Т. Г. Черная нашла интересный ракурс — взглянуть на Печорина как на режиссера-постановщика. Печорин исполняет и главную роль, которая ему, естественно, нравится; так ли обстоит дело с другими вовлеченными лицами? Играя на слабых струнах души Грушницкого, он убыстряет неминуемое банкротство соперника. Мери предложенной ей ролью увлечена, даже слишком; только задним числом сделано признание, что роль ей дана фальшивая. Трагедия Бэлы представлена как обман судьбы, а это самообман режиссера: Бэла остается сама собой и если признает какую-либо роль, то это роль не навязанная со стороны, а завещанная традицией. Пока Печорин действует по сценарию Веры, он радуется, что испытал много чувств, казалось, совсем забытых, но как только он настоял-таки на своем сценарии, то и обрушилось все. Так что роль демиурга Печорину не по зубам. Из экспериментов удачен только один — в «Фаталисте».

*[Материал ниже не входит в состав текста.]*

//! Bound handles for integration tests
//!
//! Live backends are addressed through `host:port` environment variables so
//! the same suite can run against a local cluster.

#![allow(dead_code)]

use recordstore::{
    create_driver, Database, DatabaseInfo, DriverKind, Node, StoreConfig,
};

pub const ENV_REDIS_NODE: &str = "RECORDSTORE_REDIS_NODE";
pub const ENV_ES_NODE: &str = "RECORDSTORE_ES_NODE";

/// A bound handle on a table nobody else uses
pub struct HandleFixture {
    pub db: Box<dyn Database>,
    pub database: DatabaseInfo,
}

impl HandleFixture {
    /// Open and bind a handle for `kind` against `node`
    pub fn new(
        kind: DriverKind,
        config: &StoreConfig,
        node: Node,
    ) -> Result<Self, Box<dyn std::error::Error>> {
        let _ = env_logger::builder().is_test(true).try_init();

        let driver = create_driver(kind, config)?;
        let db = driver.new_db(&[node])?;

        // Unique namespace and table per test keeps runs apart
        let suffix = fastrand::u64(..);
        let database = DatabaseInfo::new(
            format!("recordstore_test_{}", suffix),
            format!("t{}", suffix),
        );
        db.init(&database)?;

        Ok(Self { db, database })
    }

    pub fn memory() -> Self {
        Self::new(
            DriverKind::Memory,
            &StoreConfig::default(),
            Node::new("localhost", 0),
        )
        .expect("memory fixture")
    }

    pub fn redis() -> Self {
        let node = live_node(ENV_REDIS_NODE, "127.0.0.1:6379");
        Self::new(DriverKind::Redis, &StoreConfig::default().with_env_overrides(), node)
            .expect("redis fixture; set RECORDSTORE_REDIS_NODE")
    }

    pub fn elasticsearch() -> Self {
        let node = live_node(ENV_ES_NODE, "127.0.0.1:9200");
        let mut config = StoreConfig::default().with_env_overrides();
        // Searches in the suite must see writes immediately
        config.elasticsearch.refresh_on_write = true;
        Self::new(DriverKind::Elasticsearch, &config, node)
            .expect("elasticsearch fixture; set RECORDSTORE_ES_NODE")
    }
}

impl Drop for HandleFixture {
    fn drop(&mut self) {
        let _ = self.db.close();
    }
}

pub fn live_node(var: &str, default: &str) -> Node {
    std::env::var(var)
        .unwrap_or_else(|_| default.to_string())
        .parse()
        .expect("node must be host:port")
}
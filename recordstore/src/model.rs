// Copyright (c) 2024-2025 DeepGraph Inc.
// SPDX-License-Identifier: Apache-2.0
//
//! Generic entities exchanged with every backend
//!
//! A [`Record`] is persisted verbatim as a JSON document:
//!
//! ```text
//! { "id": "1", "created": 1700000000, "updated": 1700000000, <payload fields...> }
//! ```

use crate::error::DbError;
use serde::{Deserialize, Serialize};
use serde_json::{Map, Value};
use std::collections::BTreeMap;
use std::fmt;
use std::str::FromStr;

/// Top-level document keys owned by [`Record`] itself
pub const RESERVED_FIELDS: [&str; 3] = ["id", "created", "updated"];

/// Page size applied when a search asks for `limit <= 0`
pub const DEFAULT_SEARCH_LIMIT: usize = 10;

/// A generic record stored under its id within one namespace+table
#[derive(Debug, Clone, Default, PartialEq, Serialize, Deserialize)]
pub struct Record {
    pub id: String,

    /// Unix seconds of the first write; never overwritten once non-zero
    #[serde(default)]
    pub created: i64,

    /// Unix seconds of the latest write
    #[serde(default)]
    pub updated: i64,

    /// Opaque payload, flattened into the persisted document
    #[serde(flatten)]
    pub data: Map<String, Value>,
}

impl Record {
    pub fn new(id: impl Into<String>) -> Self {
        Self {
            id: id.into(),
            ..Default::default()
        }
    }

    /// Add a payload field
    pub fn with_field(mut self, key: impl Into<String>, value: impl Into<Value>) -> Self {
        self.data.insert(key.into(), value.into());
        self
    }

    pub fn field(&self, key: &str) -> Option<&Value> {
        self.data.get(key)
    }

    /// Reject payload keys that would shadow `id`, `created` or `updated`
    /// in the flattened document
    pub fn validate(&self) -> Result<(), DbError> {
        match RESERVED_FIELDS.iter().find(|key| self.data.contains_key(**key)) {
            Some(key) => Err(DbError::InvalidRecord(format!(
                "record '{}' carries reserved payload field '{}'",
                self.id, key
            ))),
            None => Ok(()),
        }
    }

    /// Apply the write timestamp policy
    pub fn stamp(&mut self, now: i64) {
        if self.created == 0 {
            self.created = now;
        }
        self.updated = now;
    }

    /// Textual form of a top-level field, used for term matching
    pub fn field_text(&self, name: &str) -> Option<String> {
        match name {
            "id" => Some(self.id.clone()),
            "created" => Some(self.created.to_string()),
            "updated" => Some(self.updated.to_string()),
            _ => self.data.get(name).map(|value| match value {
                Value::String(s) => s.clone(),
                other => other.to_string(),
            }),
        }
    }
}

/// Namespace + table pair a handle is bound to
#[derive(Debug, Clone, PartialEq, Eq, Hash, Serialize, Deserialize)]
pub struct DatabaseInfo {
    pub name: String,
    pub table: String,
}

impl DatabaseInfo {
    pub fn new(name: impl Into<String>, table: impl Into<String>) -> Self {
        Self {
            name: name.into(),
            table: table.into(),
        }
    }

    pub(crate) fn validate(&self) -> Result<(), DbError> {
        if self.name.is_empty() || self.table.is_empty() {
            return Err(DbError::NotAvailable(format!(
                "database name and table must be non-empty (got '{}'/'{}')",
                self.name, self.table
            )));
        }
        Ok(())
    }
}

impl fmt::Display for DatabaseInfo {
    fn fmt(&self, f: &mut fmt::Formatter<'_>) -> fmt::Result {
        write!(f, "{}/{}", self.name, self.table)
    }
}

/// Storage endpoint resolved by service discovery
#[derive(Debug, Clone, PartialEq, Eq, Hash, Serialize, Deserialize)]
pub struct Node {
    pub address: String,
    pub port: u16,
}

impl Node {
    pub fn new(address: impl Into<String>, port: u16) -> Self {
        Self {
            address: address.into(),
            port,
        }
    }
}

impl fmt::Display for Node {
    fn fmt(&self, f: &mut fmt::Formatter<'_>) -> fmt::Result {
        write!(f, "{}:{}", self.address, self.port)
    }
}

impl FromStr for Node {
    type Err = DbError;

    fn from_str(s: &str) -> Result<Self, Self::Err> {
        let (address, port) = s
            .rsplit_once(':')
            .ok_or_else(|| DbError::Config(format!("Invalid node '{}': expected host:port", s)))?;
        if address.is_empty() {
            return Err(DbError::Config(format!("Invalid node '{}': empty host", s)));
        }
        let port = port
            .parse::<u16>()
            .map_err(|e| DbError::Config(format!("Invalid node '{}': {}", s, e)))?;
        Ok(Node::new(address, port))
    }
}

/// Flat key/value search with offset/limit paging
///
/// Terms are conjunctive; each one matches a field against its term as a
/// substring. An empty term map matches every record.
#[derive(Debug, Clone, Default, PartialEq, Serialize, Deserialize)]
pub struct SearchQuery {
    #[serde(default)]
    pub terms: BTreeMap<String, String>,
    #[serde(default)]
    pub limit: i64,
    #[serde(default)]
    pub offset: i64,
    /// Newest first when set
    #[serde(default)]
    pub reverse: bool,
}

impl SearchQuery {
    /// Match-all query with default paging
    pub fn all() -> Self {
        Self::default()
    }

    pub fn term(mut self, field: impl Into<String>, value: impl Into<String>) -> Self {
        self.terms.insert(field.into(), value.into());
        self
    }

    pub fn limit(mut self, limit: i64) -> Self {
        self.limit = limit;
        self
    }

    pub fn offset(mut self, offset: i64) -> Self {
        self.offset = offset;
        self
    }

    pub fn reversed(mut self) -> Self {
        self.reverse = true;
        self
    }

    /// Normalized `(offset, limit)`
    pub fn page(&self) -> (usize, usize) {
        let limit = if self.limit <= 0 {
            DEFAULT_SEARCH_LIMIT
        } else {
            usize::try_from(self.limit).unwrap_or(usize::MAX)
        };
        let offset = usize::try_from(self.offset.max(0)).unwrap_or(usize::MAX);
        (offset, limit)
    }

    /// Case-insensitive substring match of every term against the record
    pub fn matches(&self, record: &Record) -> bool {
        self.terms.iter().all(|(field, term)| {
            record
                .field_text(field)
                .map(|text| text.to_lowercase().contains(&term.to_lowercase()))
                .unwrap_or(false)
        })
    }
}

Вот аналогичное наблюдение: «Как и драгунским капитаном, им <Печориным> руководит желание срежиссировать весь спектакль. Но ни в подлом заговоре армейцев, ни в тонкой психологической игре Печорина такая режиссура невозможна. Случайность вторгается в человеческие планы и не позволяет довести желаемое до конца. Развязка драмы катастрофична: Грушницкий убит, сердце Мери разбито, здоровье и благополучие Веры пошатнулось, а Печорина по подозрению в дуэли ссылают в крепость. Желание Печорина властвовать проявляется в пятигорской <точнее — в кисловодской> истории в полной мере, но, увы, и он сам, и остальные участники этой трагедии подчиняются жестокому и неуправляемому ходу вещей»493.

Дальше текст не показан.